Adams v. Brenan

Mr. Justice Cartwright

delivered the opinion of the court:

Appellant, a tax-payer of the city of Chicago, suing on behalf of himself and the other tax-payers, filed his bill in this cause March 14, 1898, in the superior court of Cook county, against the board of education of said city of Chicago, John A. Knisely, a contractor, and said city of Chicago, asking to have a contract between the board of education and Knisely declared illegal, and to restrain the defendants from carrying out the same or expending money thereunder.

The facts stated in the bill are substantially as follows: In September, 1897, the board of education entered into an agreement with an organization.in said city known as the “Building Trades Council,” representing labor or trades unions in said city, by which the board of education on its part agreed to insert in all contracts for work upon school buildings a provision that none but union labor should be employed in such work and that none but union workmen should be employed and placed upon the pay-rolls of said board. The Bryant School, one of the school houses under the care of the board, being in need of repair, the board advertised February 5, 1898, for bids for the construction of a roof on an addition thereto, which advertisement contained the following:

“Notice—-None but union labor shall be employed on any part of the work where said work is classified under any existing union.
By order of Board of Education.”

On February 11, 1898, the defendant John A. Knisely, among other contractors, submitted his bid for the roof, in which he agreed to furnish material and do the work in strict accordance with the plans and specifications prepared and on file in the office of said board for the sum of $2090, and to be bound by said condition, and further stated: “I, the undersigned, will do the above work for the sum of $1900, provided all conditions as to the employment of none but union labor are stricken from the specifications and contract made accordingly. This last bid is made, not necessarily because the undersigned expects to employ non-union labor for this work, but because it is worth to him the difference to have the liberty to do so should circumstances make it necessary or advisable.” On February 23, 1898, the board accepted Knisely’s higher bid of $2090 with the restriction, and awarded to him the contract. About March 1, 1898, the board and Knisely entered into a contract in accordance with the bid so accepted, containing a provision that none but union labor should be employed by him. The work required by the contract was classified under the existing trades unions in the city of Chicago, and the term “union labor” included only the labor of such mechanics and workmen as were members of voluntary associations in the city of Chicago commonly known as labor or trades unions, which did not embrace all the citizens, tax-payers, mechanics or workmen in said city, a large proportion of whom do not belong to any trade or labor union.

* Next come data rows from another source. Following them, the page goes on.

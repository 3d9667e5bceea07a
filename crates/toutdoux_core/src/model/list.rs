//! List and list-label records.
//!
//! # Invariants
//! - List names are not unique; several lists may share one name.
//! - `(name, todo_list_id)` is unique for labels and enforced by storage.
//! - Labels are immutable once created.

use crate::model::validation::FieldError;
use crate::model::{LabelId, TodoListId, UserId};
use serde::{Deserialize, Serialize};

/// Named container of entries, owned by one user.
#[derive(Debug, Clone, PartialEq, Eq, Serialize, Deserialize)]
pub struct TodoList {
    pub id: TodoListId,
    pub name: String,
    pub user_id: UserId,
    /// Epoch milliseconds, defaulted by storage.
    pub created_at: i64,
    /// Epoch milliseconds, defaulted by storage.
    pub updated_at: i64,
}

/// Tag scoped to exactly one list.
///
/// Only `id` and `name` are part of the serialized snapshot; the owning list
/// is implied by the entry carrying the label.
#[derive(Debug, Clone, PartialEq, Eq, Serialize, Deserialize)]
pub struct TodoListLabel {
    pub id: LabelId,
    pub name: String,
    #[serde(skip)]
    pub todo_list_id: TodoListId,
    #[serde(skip)]
    pub created_at: i64,
    #[serde(skip)]
    pub updated_at: i64,
}

/// Normalizes a list name: trimmed and lowercased.
pub fn normalize_list_name(name: &str) -> String {
    name.trim().to_lowercase()
}

/// Validates a normalized list name.
pub fn validate_list_name(name: &str) -> Option<FieldError> {
    if name.is_empty() {
        Some(FieldError::new("name", "list name can not be blank"))
    } else {
        None
    }
}

/// Validates the intrinsic shape of a label name.
///
/// Names are case-sensitive and kept verbatim; only blank names are rejected.
pub fn validate_label_name(name: &str) -> Option<FieldError> {
    if name.trim().is_empty() {
        Some(FieldError::new(
            "labels",
            format!("label `{name}`: name can not be blank"),
        ))
    } else {
        None
    }
}
//! Relation type registry.
//!
//! # Responsibility
//! - Seed the fixed vocabulary of directed relation kinds at bootstrap.
//! - Answer "is this a known relation kind" and "what is its reciprocal".
//!
//! # Invariants
//! - Seeding is idempotent: names that already exist are skipped.
//! - Seeding takes the write lock up front, so concurrent bootstraps queue
//!   on the busy timeout instead of failing on lock upgrade.
//! - The vocabulary is read-only at runtime; nothing deletes relation types.
//! - Relation requests naming an unregistered kind are rejected.

use crate::model::relation::TodoEntryRelationType;
use crate::repo::relation_type_repo::{RelationTypeRepository, SqliteRelationTypeRepository};
use crate::repo::RepoResult;
use log::info;
use rusqlite::{Connection, TransactionBehavior};

/// Directed `(name, reverse_name)` pairs seeded on every bootstrap.
pub const RELATION_TYPE_SEED: &[(&str, &str)] = &[
    ("related to", "related to"),
    ("blocked by", "blocking"),
    ("blocking", "blocked by"),
    ("precedes", "follows"),
    ("follows", "precedes"),
];

/// Seeds the relation type vocabulary in one transaction.
///
/// Returns how many types were inserted; `0` on an already seeded store.
pub fn seed_relation_types(conn: &mut Connection) -> RepoResult<usize> {
    let tx = conn.transaction_with_behavior(TransactionBehavior::Immediate)?;
    let inserted = {
        let repo = SqliteRelationTypeRepository::try_new(&tx)?;
        RelationTypeRegistry::new(repo).seed()?
    };
    tx.commit()?;

    info!(
        "event=relation_types_seed module=service status=ok inserted={inserted} known={}",
        RELATION_TYPE_SEED.len()
    );
    Ok(inserted)
}

/// Read/seed facade over a relation type repository.
pub struct RelationTypeRegistry<R: RelationTypeRepository> {
    repo: R,
}

impl<R: RelationTypeRepository> RelationTypeRegistry<R> {
    pub fn new(repo: R) -> Self {
        Self { repo }
    }

    /// Inserts every seed pair whose name is not yet present.
    pub fn seed(&self) -> RepoResult<usize> {
        let mut inserted = 0;
        for (name, reverse_name) in RELATION_TYPE_SEED {
            if self.repo.relation_type_exists(name)? {
                continue;
            }
            if self.repo.insert_relation_type(name, reverse_name)? {
                inserted += 1;
            }
        }
        Ok(inserted)
    }

    pub fn is_known(&self, name: &str) -> RepoResult<bool> {
        self.repo.relation_type_exists(name)
    }

    /// Returns the reciprocal name, e.g. `blocking` for `blocked by`.
    pub fn reverse_name(&self, name: &str) -> RepoResult<Option<String>> {
        Ok(self
            .repo
            .find_relation_type(name)?
            .map(|relation_type| relation_type.reverse_name))
    }

    pub fn list(&self) -> RepoResult<Vec<TodoEntryRelationType>> {
        self.repo.list_relation_types()
    }
}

Upon the filing of the bill application was made for a preliminary injunction, which was heard upon the bill and affidavits and the record of proceedings of the board of education, which sustained the charges of the bill. The application was denied, and the court dismissed the bill for want of equity appearing upon its face.

The board of education o'f the city of Chicago is a public corporation, created by legislative authority-as an agent of the State for the purpose of maintaining public schools and school buildings within that subdivision of the State. For the purposes of that function it receives from the tax-payers and holds as a trustee the school fund, and is bound to administer it for the benefit of the beneficiaries of the trust. The tax-payers are in equity the owners of the fund, and the board can only hold and apply it to legitimate purposes of the trust. The law is established, beyond doubt or controversy, that a bill to enjoin public officers so situated from misappropriating the fund in their charge is a proper remedy for a taxpayer. Courts of chancery will interfere to restrain such authorities from a misuse of the fund entrusted to them or its appropriation to a purpose not warranted by law. Colton v. Hanchett, 13 Ill. 615; Perry v. Kinnear, 42 id. 160; Beauchamp v. Kankakee County, 45 id. 274; Jackson v. Norris, 72 id. 364; Livingston County v.Weider, 64 id. 427; Chestnutwood v. Hood, 68 id. 132; Wright v. Bishop, 88 id. 302; Board of Education v. Arnold, 112 id. 11; Stevens v. St. Mary’s Training School, 144 id. 336.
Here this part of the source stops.